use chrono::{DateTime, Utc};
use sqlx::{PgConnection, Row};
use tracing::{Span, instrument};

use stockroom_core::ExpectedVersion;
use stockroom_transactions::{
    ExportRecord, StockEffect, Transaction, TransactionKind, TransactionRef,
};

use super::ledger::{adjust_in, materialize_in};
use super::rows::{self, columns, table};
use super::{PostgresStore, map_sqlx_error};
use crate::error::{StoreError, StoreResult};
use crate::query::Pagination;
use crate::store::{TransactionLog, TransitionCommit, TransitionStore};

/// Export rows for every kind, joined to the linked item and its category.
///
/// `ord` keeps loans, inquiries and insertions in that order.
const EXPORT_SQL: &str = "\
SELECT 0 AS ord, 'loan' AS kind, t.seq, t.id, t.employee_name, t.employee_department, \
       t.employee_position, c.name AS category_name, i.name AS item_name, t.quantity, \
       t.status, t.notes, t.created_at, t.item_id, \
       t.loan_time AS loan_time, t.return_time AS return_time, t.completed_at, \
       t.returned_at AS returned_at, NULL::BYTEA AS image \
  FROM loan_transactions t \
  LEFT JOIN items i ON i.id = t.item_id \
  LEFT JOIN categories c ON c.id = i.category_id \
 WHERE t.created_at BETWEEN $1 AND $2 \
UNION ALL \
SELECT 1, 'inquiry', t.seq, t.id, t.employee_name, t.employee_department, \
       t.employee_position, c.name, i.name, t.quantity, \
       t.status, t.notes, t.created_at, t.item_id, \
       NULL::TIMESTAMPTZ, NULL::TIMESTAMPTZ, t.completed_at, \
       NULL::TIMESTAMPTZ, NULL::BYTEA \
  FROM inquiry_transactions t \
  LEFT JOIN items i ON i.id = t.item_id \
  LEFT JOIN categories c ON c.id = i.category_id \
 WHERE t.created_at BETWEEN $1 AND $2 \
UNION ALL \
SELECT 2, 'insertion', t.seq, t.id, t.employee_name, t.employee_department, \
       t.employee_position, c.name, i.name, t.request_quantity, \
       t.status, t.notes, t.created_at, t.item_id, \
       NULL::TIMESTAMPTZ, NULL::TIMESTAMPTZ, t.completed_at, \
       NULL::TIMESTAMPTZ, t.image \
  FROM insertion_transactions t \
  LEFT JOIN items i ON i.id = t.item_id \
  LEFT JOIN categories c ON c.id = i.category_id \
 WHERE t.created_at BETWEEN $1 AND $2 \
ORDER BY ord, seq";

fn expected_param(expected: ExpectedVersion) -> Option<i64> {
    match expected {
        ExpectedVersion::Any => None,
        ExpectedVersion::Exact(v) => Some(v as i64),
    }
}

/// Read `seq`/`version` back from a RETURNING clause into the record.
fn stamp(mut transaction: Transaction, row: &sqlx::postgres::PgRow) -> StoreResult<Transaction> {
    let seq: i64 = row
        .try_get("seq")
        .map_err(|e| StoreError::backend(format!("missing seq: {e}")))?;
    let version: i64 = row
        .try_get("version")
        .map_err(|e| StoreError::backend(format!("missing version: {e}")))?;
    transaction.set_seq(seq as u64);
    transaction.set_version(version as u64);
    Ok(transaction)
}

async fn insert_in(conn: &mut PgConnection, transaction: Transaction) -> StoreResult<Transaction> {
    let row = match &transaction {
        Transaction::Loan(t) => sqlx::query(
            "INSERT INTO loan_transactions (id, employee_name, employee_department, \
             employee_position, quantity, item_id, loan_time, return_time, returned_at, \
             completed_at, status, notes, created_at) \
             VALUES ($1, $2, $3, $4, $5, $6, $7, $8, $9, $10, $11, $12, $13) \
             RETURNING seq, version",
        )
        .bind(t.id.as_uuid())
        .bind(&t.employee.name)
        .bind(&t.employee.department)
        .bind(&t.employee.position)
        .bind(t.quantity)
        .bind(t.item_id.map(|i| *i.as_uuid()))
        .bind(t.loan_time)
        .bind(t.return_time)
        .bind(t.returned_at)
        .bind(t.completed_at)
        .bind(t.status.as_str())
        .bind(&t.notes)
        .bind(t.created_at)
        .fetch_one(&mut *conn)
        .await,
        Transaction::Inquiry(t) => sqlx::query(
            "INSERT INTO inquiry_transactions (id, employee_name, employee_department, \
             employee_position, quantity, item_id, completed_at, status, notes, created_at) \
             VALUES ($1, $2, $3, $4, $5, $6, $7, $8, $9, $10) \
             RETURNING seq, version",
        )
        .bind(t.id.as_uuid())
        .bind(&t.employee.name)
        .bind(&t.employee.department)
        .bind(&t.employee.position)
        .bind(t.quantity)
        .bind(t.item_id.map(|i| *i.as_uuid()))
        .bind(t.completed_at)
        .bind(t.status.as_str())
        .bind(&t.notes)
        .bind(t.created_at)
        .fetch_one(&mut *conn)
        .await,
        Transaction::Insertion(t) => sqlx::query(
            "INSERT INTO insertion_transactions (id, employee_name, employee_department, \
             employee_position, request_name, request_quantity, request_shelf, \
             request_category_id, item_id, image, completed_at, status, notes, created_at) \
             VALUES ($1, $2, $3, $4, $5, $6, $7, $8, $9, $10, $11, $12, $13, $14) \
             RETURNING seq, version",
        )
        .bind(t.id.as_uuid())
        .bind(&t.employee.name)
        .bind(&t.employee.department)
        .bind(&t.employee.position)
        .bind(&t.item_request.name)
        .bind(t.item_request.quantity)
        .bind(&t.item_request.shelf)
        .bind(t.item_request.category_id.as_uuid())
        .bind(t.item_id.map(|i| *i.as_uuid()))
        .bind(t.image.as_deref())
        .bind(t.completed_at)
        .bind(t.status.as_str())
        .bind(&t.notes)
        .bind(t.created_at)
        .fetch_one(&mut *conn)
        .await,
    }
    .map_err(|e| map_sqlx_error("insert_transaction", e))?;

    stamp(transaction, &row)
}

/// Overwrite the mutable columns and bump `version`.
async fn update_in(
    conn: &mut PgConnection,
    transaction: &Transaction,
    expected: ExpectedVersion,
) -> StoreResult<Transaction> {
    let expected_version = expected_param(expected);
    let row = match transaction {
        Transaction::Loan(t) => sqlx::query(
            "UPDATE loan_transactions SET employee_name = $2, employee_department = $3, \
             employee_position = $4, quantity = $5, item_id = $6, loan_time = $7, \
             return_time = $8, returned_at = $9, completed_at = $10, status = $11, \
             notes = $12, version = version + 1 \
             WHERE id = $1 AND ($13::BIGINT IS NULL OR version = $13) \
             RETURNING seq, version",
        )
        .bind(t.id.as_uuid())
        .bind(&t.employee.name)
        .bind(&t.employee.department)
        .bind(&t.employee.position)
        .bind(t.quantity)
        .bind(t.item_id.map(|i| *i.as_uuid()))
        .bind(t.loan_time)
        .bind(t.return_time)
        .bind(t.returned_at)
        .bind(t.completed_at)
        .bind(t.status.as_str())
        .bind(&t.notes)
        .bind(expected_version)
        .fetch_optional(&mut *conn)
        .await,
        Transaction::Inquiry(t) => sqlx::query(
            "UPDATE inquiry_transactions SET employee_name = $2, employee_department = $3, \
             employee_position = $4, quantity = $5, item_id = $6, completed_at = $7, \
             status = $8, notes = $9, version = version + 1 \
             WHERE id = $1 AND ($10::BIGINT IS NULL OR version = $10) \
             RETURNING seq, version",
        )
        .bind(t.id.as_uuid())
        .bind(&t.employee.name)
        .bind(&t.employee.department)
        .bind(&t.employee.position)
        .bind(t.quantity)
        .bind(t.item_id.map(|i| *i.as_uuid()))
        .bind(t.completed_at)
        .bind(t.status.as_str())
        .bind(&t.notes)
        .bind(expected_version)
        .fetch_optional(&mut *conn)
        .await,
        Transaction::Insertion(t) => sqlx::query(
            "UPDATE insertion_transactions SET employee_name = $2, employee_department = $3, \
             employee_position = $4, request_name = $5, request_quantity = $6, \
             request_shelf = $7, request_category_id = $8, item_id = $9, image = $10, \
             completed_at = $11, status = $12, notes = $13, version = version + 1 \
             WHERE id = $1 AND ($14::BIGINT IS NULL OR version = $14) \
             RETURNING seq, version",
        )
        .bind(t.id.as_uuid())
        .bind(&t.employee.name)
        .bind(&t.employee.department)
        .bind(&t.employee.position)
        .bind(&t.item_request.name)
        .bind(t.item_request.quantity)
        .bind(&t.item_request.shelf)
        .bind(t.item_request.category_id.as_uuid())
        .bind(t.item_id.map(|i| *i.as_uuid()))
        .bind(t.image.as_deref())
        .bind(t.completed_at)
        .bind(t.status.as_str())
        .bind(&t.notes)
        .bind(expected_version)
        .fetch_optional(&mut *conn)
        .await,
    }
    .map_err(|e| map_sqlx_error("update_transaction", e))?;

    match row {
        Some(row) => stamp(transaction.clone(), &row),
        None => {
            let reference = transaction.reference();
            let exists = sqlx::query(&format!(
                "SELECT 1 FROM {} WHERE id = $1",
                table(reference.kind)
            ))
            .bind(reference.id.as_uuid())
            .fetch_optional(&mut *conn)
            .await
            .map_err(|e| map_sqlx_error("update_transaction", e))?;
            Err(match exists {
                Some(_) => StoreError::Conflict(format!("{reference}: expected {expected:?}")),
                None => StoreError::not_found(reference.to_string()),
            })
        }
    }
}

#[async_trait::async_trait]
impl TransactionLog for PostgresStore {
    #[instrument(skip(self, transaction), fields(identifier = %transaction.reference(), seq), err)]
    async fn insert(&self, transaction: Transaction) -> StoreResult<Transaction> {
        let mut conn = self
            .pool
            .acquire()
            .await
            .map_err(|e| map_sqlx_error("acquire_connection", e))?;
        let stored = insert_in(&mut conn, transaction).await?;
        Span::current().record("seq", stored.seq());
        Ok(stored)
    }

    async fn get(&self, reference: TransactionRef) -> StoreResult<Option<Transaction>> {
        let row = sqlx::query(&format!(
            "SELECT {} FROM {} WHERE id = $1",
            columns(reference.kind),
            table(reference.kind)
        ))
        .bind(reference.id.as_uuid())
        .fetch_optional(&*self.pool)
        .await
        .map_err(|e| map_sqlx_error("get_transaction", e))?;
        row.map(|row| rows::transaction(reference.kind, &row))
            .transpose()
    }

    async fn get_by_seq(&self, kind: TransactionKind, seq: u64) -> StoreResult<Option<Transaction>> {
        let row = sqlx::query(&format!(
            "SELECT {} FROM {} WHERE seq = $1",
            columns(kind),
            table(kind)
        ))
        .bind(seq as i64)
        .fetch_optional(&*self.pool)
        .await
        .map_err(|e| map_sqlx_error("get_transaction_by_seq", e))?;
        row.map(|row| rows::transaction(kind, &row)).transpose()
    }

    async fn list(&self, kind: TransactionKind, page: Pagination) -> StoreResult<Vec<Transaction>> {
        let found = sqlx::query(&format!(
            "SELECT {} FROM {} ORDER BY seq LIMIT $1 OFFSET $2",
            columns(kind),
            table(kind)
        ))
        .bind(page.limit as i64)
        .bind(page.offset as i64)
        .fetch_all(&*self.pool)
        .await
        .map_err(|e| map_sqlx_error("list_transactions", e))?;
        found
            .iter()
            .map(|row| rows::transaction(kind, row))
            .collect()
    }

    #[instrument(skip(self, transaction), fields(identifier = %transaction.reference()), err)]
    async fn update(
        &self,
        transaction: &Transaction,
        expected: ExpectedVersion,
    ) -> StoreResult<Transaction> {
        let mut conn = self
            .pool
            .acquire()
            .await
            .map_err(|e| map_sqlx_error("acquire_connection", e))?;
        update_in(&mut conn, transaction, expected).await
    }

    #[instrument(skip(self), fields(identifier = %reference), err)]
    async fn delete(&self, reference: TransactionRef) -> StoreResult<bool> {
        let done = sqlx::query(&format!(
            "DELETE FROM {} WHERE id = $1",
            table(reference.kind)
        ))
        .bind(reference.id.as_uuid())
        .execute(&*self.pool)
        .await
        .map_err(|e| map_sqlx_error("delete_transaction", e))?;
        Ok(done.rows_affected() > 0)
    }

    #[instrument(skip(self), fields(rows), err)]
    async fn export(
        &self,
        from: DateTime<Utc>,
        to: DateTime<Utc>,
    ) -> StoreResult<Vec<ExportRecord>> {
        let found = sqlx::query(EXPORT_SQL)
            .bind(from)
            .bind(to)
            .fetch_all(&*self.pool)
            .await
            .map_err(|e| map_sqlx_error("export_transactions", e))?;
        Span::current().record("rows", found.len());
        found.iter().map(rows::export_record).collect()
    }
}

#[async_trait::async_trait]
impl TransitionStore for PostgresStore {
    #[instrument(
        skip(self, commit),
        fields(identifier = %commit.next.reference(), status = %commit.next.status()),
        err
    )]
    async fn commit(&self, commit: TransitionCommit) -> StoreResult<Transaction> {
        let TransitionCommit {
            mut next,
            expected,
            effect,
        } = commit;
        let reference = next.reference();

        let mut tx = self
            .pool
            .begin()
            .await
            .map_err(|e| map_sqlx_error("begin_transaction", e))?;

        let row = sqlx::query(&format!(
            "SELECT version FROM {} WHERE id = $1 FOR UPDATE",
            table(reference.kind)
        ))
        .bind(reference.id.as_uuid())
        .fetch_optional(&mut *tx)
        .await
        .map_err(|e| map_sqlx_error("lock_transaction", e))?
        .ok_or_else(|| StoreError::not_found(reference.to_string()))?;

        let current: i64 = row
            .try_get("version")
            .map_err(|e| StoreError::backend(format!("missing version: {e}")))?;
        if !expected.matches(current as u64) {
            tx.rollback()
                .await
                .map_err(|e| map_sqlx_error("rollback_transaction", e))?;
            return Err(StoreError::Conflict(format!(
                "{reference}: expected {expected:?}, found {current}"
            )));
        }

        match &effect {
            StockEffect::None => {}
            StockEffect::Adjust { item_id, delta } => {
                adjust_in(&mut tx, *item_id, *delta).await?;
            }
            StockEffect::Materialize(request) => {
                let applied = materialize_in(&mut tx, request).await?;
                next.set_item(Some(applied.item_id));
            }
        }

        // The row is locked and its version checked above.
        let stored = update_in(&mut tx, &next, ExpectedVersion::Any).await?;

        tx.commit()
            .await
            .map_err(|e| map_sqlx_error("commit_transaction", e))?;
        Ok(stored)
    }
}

Activity:
When a line of the entries contains "TransactionRef", it counts; say how many such lines there are, and nothing more.

Your solution:
3